Quanto siamo davvero liberi in un mondo iperconnesso? Sempre alle 18, lo psicanalista, giornalista e autore Luigi Ballerini risponde a questa domanda nell’incontro Myra sa tutto. Alle 18.30 prosegue il ciclo di conferenze online L’Onda Covid: capire per reagire con Covid-19: patogenesi e immunità. Protagonisti l’immunologa Antonella Viola, il medico e membro Comitato tecnico scientifico contro il Covid-19 Giovannella Baggio e Stefano Vella, infettivologo e ricercatore.

Moderati da Barbara Paknazar, i relatori approfondiscono diversi argomenti, come la minore suscettibilità delle donne a un decorso grave della malattia, l’evoluzione dell’approccio terapeutico, il ruolo degli asintomatici nella trasmissione del virus e i meccanismi di immunità e sulla durata degli anticorpi delle persone che hanno già incontrato il Covid-19.

La prevenzione, come quella ad esempio nei confronti delle patologie infettive, passa anche dalla conoscenza dell’evoluzione di virus e batteri: ecco dunque che David Quammen, autore di “Spillover - L’evoluzione delle pandemie” e di L’albero intricato, parla (alle 21) delle relazioni fra specie che delineano una struttura dell’evoluzione molto più complessa rispetto a quello a cui si è abituati a pensare. Infine, sempre alle 21, la conferenza/spettacolo nella Sala delle Grida di Palazzo della Borsa (e in live streaming) Quando la scienza dà spettacolo, con il ricercatore Silvano Fuso e il prestigiatore Alex Rusconi a sviscerare divertendo il rapporto tra scienza e illusionismo. 
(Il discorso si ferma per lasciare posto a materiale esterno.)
//! Governance configuration file.
//!
//! ```yaml
//! version: 1
//! required_roles: [pm, security]
//! trusted_keys: ["SHA256:..."]
//! trusted_key_files: [keys/alice.pub]
//! max_approval_age: 30d
//! strict: true
//! require_approvals: true
//! require_attestation: false
//! allow_offline: true
//! policy: policies/gate.rego
//! limits:
//!   max_bundle_bytes: 67108864
//! ```
//!
//! Relative paths resolve against the directory holding the config file.

use crate::approval::ssh::public_key_file_fingerprint;
use crate::bundle::{ReadLimits, ReadLimitsOverrides};
use crate::validate::ValidateOptions;
use serde::Deserialize;
use std::collections::BTreeSet;
use std::path::{Path, PathBuf};

pub const SUPPORTED_CONFIG_VERSION: u32 = 1;

/// Environment variables consulted for the default approver, in order.
pub const APPROVER_ENV_VARS: &[&str] = &["GOVBUNDLE_USER", "USER", "USERNAME"];

#[derive(Debug, thiserror::Error)]
pub enum ConfigError {
    #[error("failed to read config {}: {source}", path.display())]
    Read {
        path: PathBuf,
        #[source]
        source: std::io::Error,
    },

    #[error("failed to parse YAML: {0}")]
    Parse(#[from] serde_yaml::Error),

    #[error("unsupported config version {found} (supported: {SUPPORTED_CONFIG_VERSION})")]
    UnsupportedVersion { found: u32 },

    #[error("invalid {field}: {message}")]
    Invalid { field: &'static str, message: String },
}

#[derive(Debug, Clone, Default, PartialEq, Eq, Deserialize)]
#[serde(deny_unknown_fields)]
pub struct GovernanceConfig {
    pub version: u32,
    #[serde(default)]
    pub required_roles: Vec<String>,
    /// Key fingerprints accepted for approvals.
    #[serde(default)]
    pub trusted_keys: Vec<String>,
    /// OpenSSH public key files whose fingerprints are accepted.
    #[serde(default)]
    pub trusted_key_files: Vec<PathBuf>,
    /// Human readable duration, e.g. `30d` or `12h`.
    #[serde(default)]
    pub max_approval_age: Option<String>,
    #[serde(default)]
    pub strict: bool,
    #[serde(default)]
    pub require_approvals: bool,
    #[serde(default)]
    pub require_attestation: bool,
    #[serde(default)]
    pub allow_offline: bool,
    #[serde(default)]
    pub policy: Option<PathBuf>,
    #[serde(default)]
    pub limits: ReadLimitsOverrides,
    #[serde(skip)]
    pub base_dir: PathBuf,
}

pub fn load_config(path: &Path) -> Result<GovernanceConfig, ConfigError> {
    let raw = std::fs::read_to_string(path).map_err(|source| ConfigError::Read {
        path: path.to_path_buf(),
        source,
    })?;
    let mut cfg = parse_config(&raw)?;
    cfg.base_dir = path.parent().map(Path::to_path_buf).unwrap_or_default();
    tracing::debug!(path = %path.display(), roles = cfg.required_roles.len(), "config loaded");
    Ok(cfg)
}

pub fn parse_config(raw: &str) -> Result<GovernanceConfig, ConfigError> {
    let cfg: GovernanceConfig = serde_yaml::from_str(raw)?;
    if cfg.version != SUPPORTED_CONFIG_VERSION {
        return Err(ConfigError::UnsupportedVersion { found: cfg.version });
    }
    if let Some(role) = cfg.required_roles.iter().find(|r| r.trim().is_empty()) {
        return Err(ConfigError::Invalid {
            field: "required_roles",
            message: format!("empty role name {role:?}"),
        });
    }
    Ok(cfg)
}

impl GovernanceConfig {
    fn resolve(&self, path: &Path) -> PathBuf {
        if path.is_absolute() || self.base_dir.as_os_str().is_empty() {
            path.to_path_buf()
        } else {
            self.base_dir.join(path)
        }
    }

    /// Fingerprints from `trusted_keys` and `trusted_key_files`; `None`
    /// when neither is set.
    pub fn trusted_fingerprints(&self) -> Result<Option<BTreeSet<String>>, ConfigError> {
        if self.trusted_keys.is_empty() && self.trusted_key_files.is_empty() {
            return Ok(None);
        }
        let mut set: BTreeSet<String> = self.trusted_keys.iter().cloned().collect();
        for file in &self.trusted_key_files {
            let path = self.resolve(file);
            let fingerprint =
                public_key_file_fingerprint(&path).map_err(|e| ConfigError::Invalid {
                    field: "trusted_key_files",
                    message: format!("{}: {e}", path.display()),
                })?;
            set.insert(fingerprint);
        }
        Ok(Some(set))
    }

    pub fn max_age(&self) -> Result<Option<std::time::Duration>, ConfigError> {
        self.max_approval_age
            .as_deref()
            .map(|raw| {
                humantime::parse_duration(raw).map_err(|e| ConfigError::Invalid {
                    field: "max_approval_age",
                    message: format!("{raw:?}: {e}"),
                })
            })
            .transpose()
    }

    /// Validation options described by this config.
    pub fn validate_options(&self) -> Result<ValidateOptions, ConfigError> {
        Ok(ValidateOptions {
            strict: self.strict,
            require_approvals: self.require_approvals,
            required_roles: self.required_roles.clone(),
            require_attestation: self.require_attestation,
            policy_path: self.policy.as_deref().map(|p| self.resolve(p)),
            trust_public_keys: self.trusted_fingerprints()?,
            max_approval_age: self.max_age()?,
            allow_offline: self.allow_offline,
            limits: ReadLimits::default().apply(&self.limits),
            now: None,
        })
    }
}

/// Default approver identity from the environment, if any.
pub fn approver_from_env() -> Option<String> {
    approver_from(|name| std::env::var(name).ok())
}

fn approver_from(lookup: impl Fn(&str) -> Option<String>) -> Option<String> {
    APPROVER_ENV_VARS
        .iter()
        .filter_map(|name| lookup(name))
        .map(|v| v.trim().to_string())
        .find(|v| !v.is_empty())
}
Come seguire il Festival della Scienza 2020

Nel segno delle Onde, parola chiave dell’edizione 2020, il Festival della Scienza si presenta quest’anno con una nuova formula, studiata per essere accessibile a tutti e, soprattutto, in sicurezza: a un ampio palinsesto di incontri trasmessi in streaming si affianca una parte di mostre, laboratori, spettacoli e conferenze-spettacolo in presenza per famiglie e appassionati, con ingressi contingentati e prenotazioni obbligatorie, presenza limitata di pubblico, misurazione della temperatura corporea, sanificazione degli spazi prima e dopo gli eventi.

Per studenti e insegnanti, è disponibile un ampio e multidisciplinare programma online. Un’attenzione rigorosa alle regole, affiancata da un investimento importante nel digitale per un Festival della Scienza inclusivo e diverso, ma sempre fedele a se stesso e innovativo negli strumenti utilizzati.